TASK
From the line with "only time matters." through the line with "referencing unknown cohorts", inclusive, return each line of the data below exactly and leave the rest out.

____ RECORDS

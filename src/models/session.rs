//! Session request model.
//!
//! A session request is one occurrence of a course that needs a slot,
//! a faculty member, and a room. Requests are the unit of work for the
//! slot allocator; caller-supplied order is placement priority.

use serde::{Deserialize, Serialize};

/// Kind of session being scheduled.
#[derive(Debug, Clone, Default, PartialEq, Eq, Serialize, Deserialize)]
pub enum SessionType {
    /// Standard taught class.
    #[default]
    Lecture,
    /// Practical or laboratory session.
    Lab,
    /// Small-group tutorial.
    Tutorial,
    /// Domain-specific kind.
    Custom(String),
}

/// A course occurrence awaiting placement.
#[derive(Debug, Clone, PartialEq, Eq, Serialize, Deserialize)]
pub struct SessionRequest {
    /// Course being scheduled.
    pub course_id: String,
    /// Cohort attending the session.
    pub cohort_id: String,
    /// Faculty who can teach it, in preference order.
    pub faculty_candidates: Vec<String>,
    /// Number of consecutive slots the session occupies.
    pub duration_slots: i32,
    /// Session kind, stamped onto the resulting entry.
    pub session_type: SessionType,
}

impl SessionRequest {
    /// Creates a single-slot lecture request.
    pub fn new(course_id: impl Into<String>, cohort_id: impl Into<String>) -> Self {
        Self {
            course_id: course_id.into(),
            cohort_id: cohort_id.into(),
            faculty_candidates: Vec::new(),
            duration_slots: 1,
            session_type: SessionType::Lecture,
        }
    }

    /// Adds a faculty candidate.
    pub fn with_faculty(mut self, faculty_id: impl Into<String>) -> Self {
        self.faculty_candidates.push(faculty_id.into());
        self
    }

    /// Replaces the candidate list.
    pub fn with_faculty_candidates(mut self, faculty: Vec<String>) -> Self {
        self.faculty_candidates = faculty;
        self
    }

    /// Sets the number of consecutive slots.
    pub fn with_duration_slots(mut self, duration_slots: i32) -> Self {
        self.duration_slots = duration_slots;
        self
    }

    /// Sets the session kind.
    pub fn with_session_type(mut self, session_type: SessionType) -> Self {
        self.session_type = session_type;
        self
    }
}

#[cfg(test)]
mod tests {
    use super::*;

    #[test]
    fn test_request_builder() {
        let r = SessionRequest::new("CS101", "cs-year1")
            .with_faculty("F1")
            .with_faculty("F2")
            .with_duration_slots(2)
            .with_session_type(SessionType::Lab);

        assert_eq!(r.course_id, "CS101");
        assert_eq!(r.cohort_id, "cs-year1");
        assert_eq!(r.faculty_candidates, vec!["F1", "F2"]);
        assert_eq!(r.duration_slots, 2);
        assert_eq!(r.session_type, SessionType::Lab);
    }

    #[test]
    fn test_request_defaults() {
        let r = SessionRequest::new("CS101", "cs-year1");
        assert!(r.faculty_candidates.is_empty());
        assert_eq!(r.duration_slots, 1);
        assert_eq!(r.session_type, SessionType::Lecture);
    }

    #[test]
    fn test_replace_candidates() {
        let r = SessionRequest::new("CS101", "cs-year1")
            .with_faculty("F1")
            .with_faculty_candidates(vec!["F9".into()]);
        assert_eq!(r.faculty_candidates, vec!["F9"]);
    }

    #[test]
    fn test_session_type_default() {
        assert_eq!(SessionType::default(), SessionType::Lecture);
    }
}
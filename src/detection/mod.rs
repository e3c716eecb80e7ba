//! Conflict detection.
//!
//! One pairwise interval-overlap scan serves every detector; the
//! matching identity is injected as a [`MatchPolicy`]. Detection is
//! stateless and recomputes from the full entry list on every call —
//! no incremental diffing. The scan is quadratic, which is fine at
//! campus catalog sizes.
//!
//! # Overlap test
//!
//! Half-open intervals `[s1, e1)` and `[s2, e2)` overlap iff
//! `s1 < e2 && e1 > s2`; touching endpoints never conflict.

mod policy;

pub use policy::{MatchPolicy, SamePerson, SharedResources};

use crate::models::{chronological, ConflictRecord, ScheduleEntry};

/// Scans entries pairwise under the given policy.
///
/// A pair is classified only when its intervals overlap on the same
/// day. Each record orders its pair chronologically and the result is
/// sorted, so the same entry set always yields the same records
/// regardless of input order.
pub fn detect_with_policy(
    entries: &[ScheduleEntry],
    policy: &dyn MatchPolicy,
    detected_at_ms: i64,
) -> Vec<ConflictRecord> {
    let mut records = Vec::new();
    for i in 0..entries.len() {
        for j in (i + 1)..entries.len() {
            let (a, b) = (&entries[i], &entries[j]);
            if !a.overlaps(b) {
                continue;
            }
            if let Some(kind) = policy.classify(a, b) {
                records.push(ConflictRecord::new(a.clone(), b.clone(), kind, detected_at_ms));
            }
        }
    }
    records.sort_by(|x, y| {
        chronological(&x.first, &y.first).then(chronological(&x.second, &y.second))
    });
    records
}

/// Cross-entry conflicts: shared faculty or shared room.
pub fn detect_conflicts(entries: &[ScheduleEntry], detected_at_ms: i64) -> Vec<ConflictRecord> {
    detect_with_policy(entries, &SharedResources, detected_at_ms)
}

/// Self-overlaps within one person's own entry list.
///
/// This is the clash primitive behind [`Timetable`]'s derived clash
/// list: faculty and room identities are ignored, only time matters.
///
/// [`Timetable`]: crate::models::Timetable
pub fn detect_clashes(entries: &[ScheduleEntry], detected_at_ms: i64) -> Vec<ConflictRecord> {
    detect_with_policy(entries, &SamePerson, detected_at_ms)
}
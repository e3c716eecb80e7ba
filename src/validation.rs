//! Input validation for generation runs.
//!
//! Checks structural integrity of cohort constraints, session
//! requests, and the room catalog before generation. Detects:
//! - Duplicate cohort and room IDs
//! - Constraints that cannot produce a grid
//! - Requests referencing unknown cohorts
//! - Requests with no faculty candidates or a non-positive duration
//! - An empty room catalog when there are requests to place
//!
//! Generation enforces the fatal subset of these checks itself and
//! stops at the first; this pass reports every problem at once so an
//! operator can fix a catalog in one round.

use std::collections::HashSet;

use crate::grid::TimeGrid;
use crate::models::{CohortConstraint, SessionRequest};

/// Validation result.
pub type ValidationResult = Result<(), Vec<ValidationError>>;

/// A validation error.
#[derive(Debug, Clone, PartialEq)]
pub struct ValidationError {
    /// Error category.
    pub kind: ValidationErrorKind,
    /// Human-readable description.
    pub message: String,
}

/// Categories of validation errors.
#[derive(Debug, Clone, PartialEq, Eq)]
pub enum ValidationErrorKind {
    /// Two cohorts or two rooms share the same ID.
    DuplicateId,
    /// A constraint cannot produce a grid.
    MalformedConstraint,
    /// A request names a cohort with no constraint.
    UnknownCohortReference,
    /// A request lists no faculty candidates.
    NoFacultyCandidates,
    /// A request's `duration_slots` is not positive.
    InvalidDuration,
    /// There are requests to place but no rooms to place them in.
    EmptyRoomCatalog,
}

impl ValidationError {
    fn new(kind: ValidationErrorKind, message: impl Into<String>) -> Self {
        Self {
            kind,
            message: message.into(),
        }
    }
}

/// Validates the input catalog for a generation run.
///
/// Checks:
/// 1. No duplicate cohort IDs
/// 2. No duplicate room IDs
/// 3. Every constraint can produce a grid
/// 4. Every request references a known cohort
/// 5. Every request lists at least one faculty candidate
/// 6. Every request has a positive duration
/// 7. The room catalog is non-empty when there are requests
///
/// # Returns
/// `Ok(())` if all checks pass, `Err(errors)` with all detected issues.
pub fn validate_catalog(
    constraints: &[CohortConstraint],
    requests: &[SessionRequest],
    rooms: &[String],
) -> ValidationResult {
    let mut errors = Vec::new();

    // Collect cohort IDs, flagging duplicates
    let mut cohort_ids = HashSet::new();
    for constraint in constraints {
        if !cohort_ids.insert(constraint.cohort_id.as_str()) {
            errors.push(ValidationError::new(
                ValidationErrorKind::DuplicateId,
                format!("Duplicate cohort ID: {}", constraint.cohort_id),
            ));
        }
        // Grid derivation is the authority on what a well-formed
        // constraint is; one error per constraint.
        if let Err(e) = TimeGrid::build(constraint) {
            errors.push(ValidationError::new(
                ValidationErrorKind::MalformedConstraint,
                e.to_string(),
            ));
        }
    }

    let mut room_ids = HashSet::new();
    for room in rooms {
        if !room_ids.insert(room.as_str()) {
            errors.push(ValidationError::new(
                ValidationErrorKind::DuplicateId,
                format!("Duplicate room ID: {room}"),
            ));
        }
    }

    for request in requests {
        if !cohort_ids.contains(request.cohort_id.as_str()) {
            errors.push(ValidationError::new(
                ValidationErrorKind::UnknownCohortReference,
                format!(
                    "Request for course '{}' references unknown cohort '{}'",
                    request.course_id, request.cohort_id
                ),
            ));
        }
        if request.faculty_candidates.is_empty() {
            errors.push(ValidationError::new(
                ValidationErrorKind::NoFacultyCandidates,
                format!(
                    "Request for course '{}' lists no faculty candidates",
                    request.course_id
                ),
            ));
        }
        if request.duration_slots < 1 {
            errors.push(ValidationError::new(
                ValidationErrorKind::InvalidDuration,
                format!(
                    "Request for course '{}' has non-positive duration_slots ({})",
                    request.course_id, request.duration_slots
                ),
            ));
        }
    }

    if !requests.is_empty() && rooms.is_empty() {
        errors.push(ValidationError::new(
            ValidationErrorKind::EmptyRoomCatalog,
            format!(
                "Room catalog is empty but there are {} requests to place",
                requests.len()
            ),
        ));
    }

    if errors.is_empty() {
        Ok(())
    } else {
        Err(errors)
    }
}
//! Outbound ports. Application calls into infrastructure.
//!
//! Implemented by adapters.

use crate::domain::{BoardMember, Category, CategoryBoards, DomainError};

/// Store port. Persists categories, board-category associations, and board
/// memberships for the category core.
///
/// An absent user/team yields empty lists, not errors. Uniqueness of the
/// system category per (user, team) is enforced here, not by the use cases:
/// concurrent default-category creation for the same user must lose the race
/// with a constraint error rather than produce duplicates.
#[async_trait::async_trait]
pub trait CategoryStore: Send + Sync {
    /// Fetch all categories with their ordered board IDs for a user/team.
    /// Returns an empty list when the user has no categories yet.
    async fn get_user_category_boards(
        &self,
        user_id: &str,
        team_id: &str,
    ) -> Result<Vec<CategoryBoards>, DomainError>;

    /// Persist a new category. The caller supplies the ID.
    async fn create_category(&self, category: Category) -> Result<(), DomainError>;

    /// Fetch a category by ID after creation.
    async fn get_category(&self, id: &str) -> Result<Category, DomainError>;

    /// Fetch all board memberships (explicit and synthetic) for a user.
    async fn get_members_for_user(&self, user_id: &str)
        -> Result<Vec<BoardMember>, DomainError>;

    /// Associate one board with a category for a user. Moves the board if it
    /// already belongs to another of the user's categories.
    async fn add_update_category_board(
        &self,
        user_id: &str,
        board_id: &str,
        category_id: &str,
    ) -> Result<(), DomainError>;

    /// Persist a new board order for a category and return the committed order.
    async fn reorder_category_boards(
        &self,
        category_id: &str,
        board_order: &[String],
    ) -> Result<Vec<String>, DomainError>;
}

________

WRITTEN SOLUTION
/// list: faculty and room identities are ignored, only time matters.
///
/// [`Timetable`]: crate::models::Timetable
pub fn detect_clashes(entries: &[ScheduleEntry], detected_at_ms: i64) -> Vec<ConflictRecord> {
    detect_with_policy(entries, &SamePerson, detected_at_ms)
}
repository e3c716eecb80e7ba
filename src/validation.rs
//! Input validation for generation runs.
//!
//! Checks structural integrity of cohort constraints, session
//! requests, and the room catalog before generation. Detects:
//! - Duplicate cohort and room IDs
//! - Constraints that cannot produce a grid
//! - Requests referencing unknown cohorts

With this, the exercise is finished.